Exercise brief: What is the number of lines in this listing that include the string "everything"? Answer with that number by itself.

Provided records:

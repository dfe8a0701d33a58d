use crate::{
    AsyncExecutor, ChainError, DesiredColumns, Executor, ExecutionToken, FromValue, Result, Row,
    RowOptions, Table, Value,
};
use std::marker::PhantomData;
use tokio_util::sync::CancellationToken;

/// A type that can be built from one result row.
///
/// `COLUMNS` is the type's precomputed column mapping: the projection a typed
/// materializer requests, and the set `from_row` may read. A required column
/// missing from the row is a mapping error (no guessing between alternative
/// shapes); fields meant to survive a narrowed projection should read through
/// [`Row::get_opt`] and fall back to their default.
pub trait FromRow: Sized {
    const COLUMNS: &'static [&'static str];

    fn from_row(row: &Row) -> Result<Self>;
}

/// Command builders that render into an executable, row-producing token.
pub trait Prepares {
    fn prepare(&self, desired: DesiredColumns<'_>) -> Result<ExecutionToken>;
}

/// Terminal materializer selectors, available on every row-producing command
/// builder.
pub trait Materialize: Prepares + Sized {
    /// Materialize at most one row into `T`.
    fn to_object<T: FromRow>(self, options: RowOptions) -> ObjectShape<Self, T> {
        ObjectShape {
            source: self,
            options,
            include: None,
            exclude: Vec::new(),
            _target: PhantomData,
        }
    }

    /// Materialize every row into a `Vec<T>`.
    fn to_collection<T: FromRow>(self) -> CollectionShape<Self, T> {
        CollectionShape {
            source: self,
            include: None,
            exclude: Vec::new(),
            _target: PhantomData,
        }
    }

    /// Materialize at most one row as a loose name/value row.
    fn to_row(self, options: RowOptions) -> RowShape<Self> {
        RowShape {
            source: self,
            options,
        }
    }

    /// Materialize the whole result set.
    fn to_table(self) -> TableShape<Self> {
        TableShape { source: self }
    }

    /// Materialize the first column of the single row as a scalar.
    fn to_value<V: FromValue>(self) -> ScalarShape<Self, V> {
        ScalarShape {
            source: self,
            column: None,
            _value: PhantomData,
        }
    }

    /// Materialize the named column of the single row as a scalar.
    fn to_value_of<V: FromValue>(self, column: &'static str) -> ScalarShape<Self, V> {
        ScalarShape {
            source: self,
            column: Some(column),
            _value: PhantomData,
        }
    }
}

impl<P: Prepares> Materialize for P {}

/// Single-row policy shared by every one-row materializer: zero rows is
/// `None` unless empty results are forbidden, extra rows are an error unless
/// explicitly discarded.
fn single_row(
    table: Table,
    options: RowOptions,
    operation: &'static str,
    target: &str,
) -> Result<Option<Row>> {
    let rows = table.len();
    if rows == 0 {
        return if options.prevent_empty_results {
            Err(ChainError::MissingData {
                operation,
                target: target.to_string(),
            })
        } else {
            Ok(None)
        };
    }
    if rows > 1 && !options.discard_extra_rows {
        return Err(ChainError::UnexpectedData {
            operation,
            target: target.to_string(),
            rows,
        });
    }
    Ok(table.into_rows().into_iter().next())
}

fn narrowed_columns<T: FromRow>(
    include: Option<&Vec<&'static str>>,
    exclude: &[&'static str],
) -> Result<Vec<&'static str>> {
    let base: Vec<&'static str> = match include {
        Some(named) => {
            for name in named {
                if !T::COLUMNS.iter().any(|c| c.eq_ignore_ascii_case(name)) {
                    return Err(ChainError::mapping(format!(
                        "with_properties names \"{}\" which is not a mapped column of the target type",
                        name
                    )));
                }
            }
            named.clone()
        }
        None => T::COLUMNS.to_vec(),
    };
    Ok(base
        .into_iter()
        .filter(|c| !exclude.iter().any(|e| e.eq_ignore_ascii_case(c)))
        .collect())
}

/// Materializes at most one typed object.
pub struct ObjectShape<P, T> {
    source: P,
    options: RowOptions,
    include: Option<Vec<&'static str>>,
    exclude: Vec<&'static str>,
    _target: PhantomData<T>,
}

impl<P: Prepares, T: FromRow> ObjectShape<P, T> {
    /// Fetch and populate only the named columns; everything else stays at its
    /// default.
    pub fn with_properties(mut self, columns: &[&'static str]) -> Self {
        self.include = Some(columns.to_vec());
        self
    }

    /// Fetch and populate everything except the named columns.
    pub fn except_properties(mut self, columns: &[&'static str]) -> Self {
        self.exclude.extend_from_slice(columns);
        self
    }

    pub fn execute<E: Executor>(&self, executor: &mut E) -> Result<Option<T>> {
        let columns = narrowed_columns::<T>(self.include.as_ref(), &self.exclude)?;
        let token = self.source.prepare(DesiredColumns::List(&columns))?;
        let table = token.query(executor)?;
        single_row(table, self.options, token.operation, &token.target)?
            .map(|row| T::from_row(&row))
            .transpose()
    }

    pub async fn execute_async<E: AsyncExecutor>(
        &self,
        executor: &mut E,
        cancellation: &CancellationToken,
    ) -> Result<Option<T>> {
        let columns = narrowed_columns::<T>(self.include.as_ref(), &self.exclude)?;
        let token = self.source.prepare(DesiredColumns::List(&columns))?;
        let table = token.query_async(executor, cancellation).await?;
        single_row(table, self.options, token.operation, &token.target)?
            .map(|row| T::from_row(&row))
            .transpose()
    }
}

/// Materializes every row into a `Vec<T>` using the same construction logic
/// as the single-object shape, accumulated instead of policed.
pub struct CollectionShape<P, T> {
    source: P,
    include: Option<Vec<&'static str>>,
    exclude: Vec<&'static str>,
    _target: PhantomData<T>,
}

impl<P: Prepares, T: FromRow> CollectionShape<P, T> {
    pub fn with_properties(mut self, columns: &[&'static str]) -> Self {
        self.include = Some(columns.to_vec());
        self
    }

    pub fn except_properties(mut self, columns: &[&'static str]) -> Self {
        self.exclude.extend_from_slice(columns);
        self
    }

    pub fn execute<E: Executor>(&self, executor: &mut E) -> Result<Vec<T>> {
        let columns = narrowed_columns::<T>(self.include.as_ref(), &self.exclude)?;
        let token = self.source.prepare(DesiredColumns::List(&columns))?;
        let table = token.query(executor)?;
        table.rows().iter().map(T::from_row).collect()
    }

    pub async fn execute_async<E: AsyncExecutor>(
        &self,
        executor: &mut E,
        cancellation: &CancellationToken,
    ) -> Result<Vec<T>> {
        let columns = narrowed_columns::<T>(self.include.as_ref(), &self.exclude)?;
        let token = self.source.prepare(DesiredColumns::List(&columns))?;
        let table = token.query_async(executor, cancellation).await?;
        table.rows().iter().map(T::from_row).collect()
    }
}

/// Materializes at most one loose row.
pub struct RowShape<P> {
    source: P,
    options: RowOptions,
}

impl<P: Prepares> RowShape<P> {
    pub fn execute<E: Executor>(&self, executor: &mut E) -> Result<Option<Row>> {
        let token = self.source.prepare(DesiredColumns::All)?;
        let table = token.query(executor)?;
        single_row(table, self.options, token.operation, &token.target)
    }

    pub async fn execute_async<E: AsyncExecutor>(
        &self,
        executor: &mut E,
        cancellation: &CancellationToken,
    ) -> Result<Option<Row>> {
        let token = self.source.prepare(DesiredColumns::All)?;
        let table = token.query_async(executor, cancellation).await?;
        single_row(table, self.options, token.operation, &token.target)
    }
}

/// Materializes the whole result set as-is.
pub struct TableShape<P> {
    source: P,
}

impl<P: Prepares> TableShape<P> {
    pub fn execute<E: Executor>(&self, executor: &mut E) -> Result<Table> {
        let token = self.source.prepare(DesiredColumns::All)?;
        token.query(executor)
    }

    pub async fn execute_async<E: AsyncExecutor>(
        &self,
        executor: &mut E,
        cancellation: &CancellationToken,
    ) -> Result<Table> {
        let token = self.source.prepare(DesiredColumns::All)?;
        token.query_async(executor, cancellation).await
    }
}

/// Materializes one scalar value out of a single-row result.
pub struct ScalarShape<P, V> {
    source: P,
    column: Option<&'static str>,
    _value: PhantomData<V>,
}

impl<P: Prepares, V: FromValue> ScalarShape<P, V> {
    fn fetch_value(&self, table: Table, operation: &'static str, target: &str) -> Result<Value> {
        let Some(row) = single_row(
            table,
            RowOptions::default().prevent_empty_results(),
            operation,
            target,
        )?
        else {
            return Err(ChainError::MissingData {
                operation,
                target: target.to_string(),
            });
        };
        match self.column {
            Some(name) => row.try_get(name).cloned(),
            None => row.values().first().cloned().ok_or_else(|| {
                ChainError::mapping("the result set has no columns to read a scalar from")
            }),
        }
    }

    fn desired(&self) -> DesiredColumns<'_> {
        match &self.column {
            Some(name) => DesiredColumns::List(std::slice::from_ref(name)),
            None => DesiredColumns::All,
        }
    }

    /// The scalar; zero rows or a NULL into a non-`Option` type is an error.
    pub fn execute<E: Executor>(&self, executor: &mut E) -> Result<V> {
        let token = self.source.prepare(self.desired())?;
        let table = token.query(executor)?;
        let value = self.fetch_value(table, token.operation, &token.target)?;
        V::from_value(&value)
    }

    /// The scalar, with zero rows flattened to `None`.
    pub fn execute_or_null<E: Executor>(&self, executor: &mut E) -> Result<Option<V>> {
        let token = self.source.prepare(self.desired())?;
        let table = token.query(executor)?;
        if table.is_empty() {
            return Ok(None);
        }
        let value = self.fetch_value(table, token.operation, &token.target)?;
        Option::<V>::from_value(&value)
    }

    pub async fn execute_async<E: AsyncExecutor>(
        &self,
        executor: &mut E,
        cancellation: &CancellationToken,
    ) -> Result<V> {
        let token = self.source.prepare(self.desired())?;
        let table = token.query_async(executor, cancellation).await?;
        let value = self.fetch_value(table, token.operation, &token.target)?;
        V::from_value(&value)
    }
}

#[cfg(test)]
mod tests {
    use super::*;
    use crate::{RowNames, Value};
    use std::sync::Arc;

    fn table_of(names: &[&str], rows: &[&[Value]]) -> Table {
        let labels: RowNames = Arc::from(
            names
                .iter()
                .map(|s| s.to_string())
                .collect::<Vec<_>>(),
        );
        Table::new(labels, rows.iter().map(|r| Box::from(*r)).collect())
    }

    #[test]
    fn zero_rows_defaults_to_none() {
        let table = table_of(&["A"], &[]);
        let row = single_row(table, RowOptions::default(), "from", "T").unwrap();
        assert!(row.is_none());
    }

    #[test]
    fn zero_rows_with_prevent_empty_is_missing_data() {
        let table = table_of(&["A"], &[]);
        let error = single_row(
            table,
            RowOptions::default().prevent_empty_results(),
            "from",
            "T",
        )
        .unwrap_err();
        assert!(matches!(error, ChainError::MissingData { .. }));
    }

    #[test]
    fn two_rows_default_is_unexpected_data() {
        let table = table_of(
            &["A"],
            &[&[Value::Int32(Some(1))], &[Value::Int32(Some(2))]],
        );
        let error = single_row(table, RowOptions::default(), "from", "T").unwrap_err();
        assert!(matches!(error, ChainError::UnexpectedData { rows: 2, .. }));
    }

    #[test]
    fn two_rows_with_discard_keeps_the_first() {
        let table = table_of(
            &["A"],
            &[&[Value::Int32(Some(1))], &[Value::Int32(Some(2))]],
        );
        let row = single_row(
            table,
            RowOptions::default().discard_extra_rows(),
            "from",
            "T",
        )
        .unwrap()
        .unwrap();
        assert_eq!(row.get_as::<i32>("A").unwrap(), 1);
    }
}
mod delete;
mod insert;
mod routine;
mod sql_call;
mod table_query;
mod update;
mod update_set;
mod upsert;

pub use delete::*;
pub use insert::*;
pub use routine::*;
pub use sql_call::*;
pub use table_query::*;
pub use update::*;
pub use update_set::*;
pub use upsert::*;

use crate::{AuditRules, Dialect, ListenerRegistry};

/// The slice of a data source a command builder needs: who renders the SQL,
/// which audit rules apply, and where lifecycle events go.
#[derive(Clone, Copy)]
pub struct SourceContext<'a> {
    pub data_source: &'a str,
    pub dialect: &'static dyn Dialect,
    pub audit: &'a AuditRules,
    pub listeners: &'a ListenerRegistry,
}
...
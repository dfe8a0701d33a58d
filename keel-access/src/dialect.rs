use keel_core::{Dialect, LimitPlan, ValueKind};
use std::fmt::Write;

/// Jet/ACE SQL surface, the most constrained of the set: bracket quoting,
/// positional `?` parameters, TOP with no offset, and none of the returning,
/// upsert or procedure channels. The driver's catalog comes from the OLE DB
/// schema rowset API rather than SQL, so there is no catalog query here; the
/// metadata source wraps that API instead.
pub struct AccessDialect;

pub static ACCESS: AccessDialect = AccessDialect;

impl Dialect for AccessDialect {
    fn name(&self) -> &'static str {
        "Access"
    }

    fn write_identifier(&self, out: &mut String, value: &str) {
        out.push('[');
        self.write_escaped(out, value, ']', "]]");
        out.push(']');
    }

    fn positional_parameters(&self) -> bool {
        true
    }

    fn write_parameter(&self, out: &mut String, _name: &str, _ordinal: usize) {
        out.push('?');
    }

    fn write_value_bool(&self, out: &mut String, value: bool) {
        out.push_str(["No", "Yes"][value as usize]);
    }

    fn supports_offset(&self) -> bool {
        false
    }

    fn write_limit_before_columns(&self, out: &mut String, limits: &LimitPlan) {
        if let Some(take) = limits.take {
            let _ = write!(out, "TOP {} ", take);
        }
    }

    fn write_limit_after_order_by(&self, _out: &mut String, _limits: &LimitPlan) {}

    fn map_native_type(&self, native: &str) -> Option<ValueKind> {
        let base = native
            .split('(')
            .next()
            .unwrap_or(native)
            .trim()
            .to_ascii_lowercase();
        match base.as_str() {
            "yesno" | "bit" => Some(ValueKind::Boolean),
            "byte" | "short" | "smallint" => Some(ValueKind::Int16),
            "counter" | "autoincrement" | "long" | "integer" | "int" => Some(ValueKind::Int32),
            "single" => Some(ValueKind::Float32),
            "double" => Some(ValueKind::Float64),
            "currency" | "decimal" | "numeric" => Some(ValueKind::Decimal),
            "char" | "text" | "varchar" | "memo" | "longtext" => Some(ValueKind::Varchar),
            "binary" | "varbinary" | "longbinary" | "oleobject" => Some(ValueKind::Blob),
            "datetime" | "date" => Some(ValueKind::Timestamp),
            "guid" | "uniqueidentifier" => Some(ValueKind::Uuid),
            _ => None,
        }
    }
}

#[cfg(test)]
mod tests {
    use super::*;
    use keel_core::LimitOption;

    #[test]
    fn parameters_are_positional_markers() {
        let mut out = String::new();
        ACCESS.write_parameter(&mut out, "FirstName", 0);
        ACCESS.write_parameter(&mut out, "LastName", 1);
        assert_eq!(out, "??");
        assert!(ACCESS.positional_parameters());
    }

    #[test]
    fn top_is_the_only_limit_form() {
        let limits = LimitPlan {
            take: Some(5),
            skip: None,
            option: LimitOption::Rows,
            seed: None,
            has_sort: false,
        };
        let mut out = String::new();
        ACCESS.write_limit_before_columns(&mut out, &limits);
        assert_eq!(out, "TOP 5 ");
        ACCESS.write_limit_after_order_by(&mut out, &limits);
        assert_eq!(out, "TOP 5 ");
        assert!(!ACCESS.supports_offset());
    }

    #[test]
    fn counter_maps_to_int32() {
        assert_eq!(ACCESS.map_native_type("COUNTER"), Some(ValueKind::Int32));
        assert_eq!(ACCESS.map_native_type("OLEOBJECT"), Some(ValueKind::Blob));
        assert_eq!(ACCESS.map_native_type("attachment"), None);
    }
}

Solution for this task: 2